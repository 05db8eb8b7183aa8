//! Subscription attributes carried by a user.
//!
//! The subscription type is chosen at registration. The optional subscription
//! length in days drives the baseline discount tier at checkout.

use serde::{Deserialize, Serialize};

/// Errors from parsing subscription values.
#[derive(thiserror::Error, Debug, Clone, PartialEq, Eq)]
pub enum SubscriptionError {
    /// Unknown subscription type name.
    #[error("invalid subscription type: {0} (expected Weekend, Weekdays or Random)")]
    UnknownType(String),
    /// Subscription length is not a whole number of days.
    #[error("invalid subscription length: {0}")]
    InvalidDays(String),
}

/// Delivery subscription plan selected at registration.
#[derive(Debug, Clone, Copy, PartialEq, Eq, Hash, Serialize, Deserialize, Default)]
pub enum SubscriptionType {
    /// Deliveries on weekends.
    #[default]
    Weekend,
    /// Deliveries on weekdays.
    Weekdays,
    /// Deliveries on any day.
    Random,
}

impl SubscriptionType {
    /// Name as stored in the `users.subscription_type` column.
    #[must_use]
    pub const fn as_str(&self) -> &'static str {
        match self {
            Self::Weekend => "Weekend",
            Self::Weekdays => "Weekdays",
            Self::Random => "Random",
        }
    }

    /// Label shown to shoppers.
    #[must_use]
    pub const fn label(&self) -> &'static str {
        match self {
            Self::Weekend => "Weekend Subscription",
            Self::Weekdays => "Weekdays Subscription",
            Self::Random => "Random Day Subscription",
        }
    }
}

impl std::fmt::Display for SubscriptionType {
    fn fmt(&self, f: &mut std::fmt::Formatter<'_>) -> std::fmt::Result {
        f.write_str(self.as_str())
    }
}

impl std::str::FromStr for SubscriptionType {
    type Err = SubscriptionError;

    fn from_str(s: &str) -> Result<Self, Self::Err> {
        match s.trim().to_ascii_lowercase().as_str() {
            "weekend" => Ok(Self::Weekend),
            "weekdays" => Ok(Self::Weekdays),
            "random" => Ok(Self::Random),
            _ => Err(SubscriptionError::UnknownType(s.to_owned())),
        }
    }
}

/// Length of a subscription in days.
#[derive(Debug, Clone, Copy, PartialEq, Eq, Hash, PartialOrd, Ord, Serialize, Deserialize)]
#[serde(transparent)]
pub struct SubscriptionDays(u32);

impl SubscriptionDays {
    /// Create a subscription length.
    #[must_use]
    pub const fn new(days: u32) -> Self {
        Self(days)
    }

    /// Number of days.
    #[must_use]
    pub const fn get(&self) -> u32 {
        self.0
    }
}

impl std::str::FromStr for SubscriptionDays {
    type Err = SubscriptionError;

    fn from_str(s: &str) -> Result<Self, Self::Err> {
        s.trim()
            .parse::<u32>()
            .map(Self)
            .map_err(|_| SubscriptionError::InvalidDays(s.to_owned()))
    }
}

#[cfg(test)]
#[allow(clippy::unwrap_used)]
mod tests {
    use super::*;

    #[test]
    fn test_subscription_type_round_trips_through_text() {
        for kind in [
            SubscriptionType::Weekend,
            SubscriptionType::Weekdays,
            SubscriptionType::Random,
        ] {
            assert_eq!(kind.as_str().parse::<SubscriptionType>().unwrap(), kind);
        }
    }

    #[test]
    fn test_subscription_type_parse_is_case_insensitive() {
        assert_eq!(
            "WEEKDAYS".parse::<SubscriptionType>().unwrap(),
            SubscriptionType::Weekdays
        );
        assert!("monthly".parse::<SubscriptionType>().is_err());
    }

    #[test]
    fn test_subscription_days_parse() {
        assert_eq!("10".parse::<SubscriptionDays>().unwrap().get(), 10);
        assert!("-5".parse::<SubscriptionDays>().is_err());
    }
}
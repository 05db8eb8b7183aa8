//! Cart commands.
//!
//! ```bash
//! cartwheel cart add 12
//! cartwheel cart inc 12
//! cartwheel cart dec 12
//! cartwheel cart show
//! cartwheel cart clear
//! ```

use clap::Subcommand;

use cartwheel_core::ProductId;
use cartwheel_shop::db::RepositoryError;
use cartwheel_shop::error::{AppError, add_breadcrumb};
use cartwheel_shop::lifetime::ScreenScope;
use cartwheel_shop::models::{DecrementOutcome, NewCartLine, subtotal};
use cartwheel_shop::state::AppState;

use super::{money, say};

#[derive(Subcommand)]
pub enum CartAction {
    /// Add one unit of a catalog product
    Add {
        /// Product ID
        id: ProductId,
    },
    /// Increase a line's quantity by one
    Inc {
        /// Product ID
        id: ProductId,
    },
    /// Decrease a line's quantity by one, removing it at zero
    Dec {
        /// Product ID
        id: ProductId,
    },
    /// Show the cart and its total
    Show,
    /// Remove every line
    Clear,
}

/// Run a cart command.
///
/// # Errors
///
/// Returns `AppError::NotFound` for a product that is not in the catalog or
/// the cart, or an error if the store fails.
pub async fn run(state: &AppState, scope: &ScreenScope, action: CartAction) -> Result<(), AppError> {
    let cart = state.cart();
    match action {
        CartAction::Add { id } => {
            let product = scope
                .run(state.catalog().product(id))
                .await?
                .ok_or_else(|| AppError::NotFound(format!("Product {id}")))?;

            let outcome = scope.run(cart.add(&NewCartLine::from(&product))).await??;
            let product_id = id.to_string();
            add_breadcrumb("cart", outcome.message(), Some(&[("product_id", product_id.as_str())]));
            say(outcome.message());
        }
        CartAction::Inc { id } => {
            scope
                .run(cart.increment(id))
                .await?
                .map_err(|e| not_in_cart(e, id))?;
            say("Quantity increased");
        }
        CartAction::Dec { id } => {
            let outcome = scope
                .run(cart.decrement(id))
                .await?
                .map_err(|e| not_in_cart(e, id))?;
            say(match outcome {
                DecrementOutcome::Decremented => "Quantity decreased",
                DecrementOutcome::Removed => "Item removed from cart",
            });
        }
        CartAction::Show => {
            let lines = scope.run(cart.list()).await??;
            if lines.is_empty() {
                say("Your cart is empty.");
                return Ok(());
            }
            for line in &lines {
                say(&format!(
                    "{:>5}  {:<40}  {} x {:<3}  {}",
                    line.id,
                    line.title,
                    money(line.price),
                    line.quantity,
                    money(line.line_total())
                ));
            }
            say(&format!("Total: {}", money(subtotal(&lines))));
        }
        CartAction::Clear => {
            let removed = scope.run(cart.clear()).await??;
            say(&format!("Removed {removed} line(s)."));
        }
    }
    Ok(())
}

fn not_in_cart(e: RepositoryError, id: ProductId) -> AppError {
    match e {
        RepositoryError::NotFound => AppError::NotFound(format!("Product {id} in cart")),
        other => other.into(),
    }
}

* Task directions
Up to and including the line with "pub enum SubscriptionError", output each line of the entries above exactly, starting from the first.

* Completed task
repository 05db8eb8b7183aa8
//! Subscription attributes carried by a user.
//!
//! The subscription type is chosen at registration. The optional subscription
//! length in days drives the baseline discount tier at checkout.

use serde::{Deserialize, Serialize};

/// Errors from parsing subscription values.
#[derive(thiserror::Error, Debug, Clone, PartialEq, Eq)]
pub enum SubscriptionError {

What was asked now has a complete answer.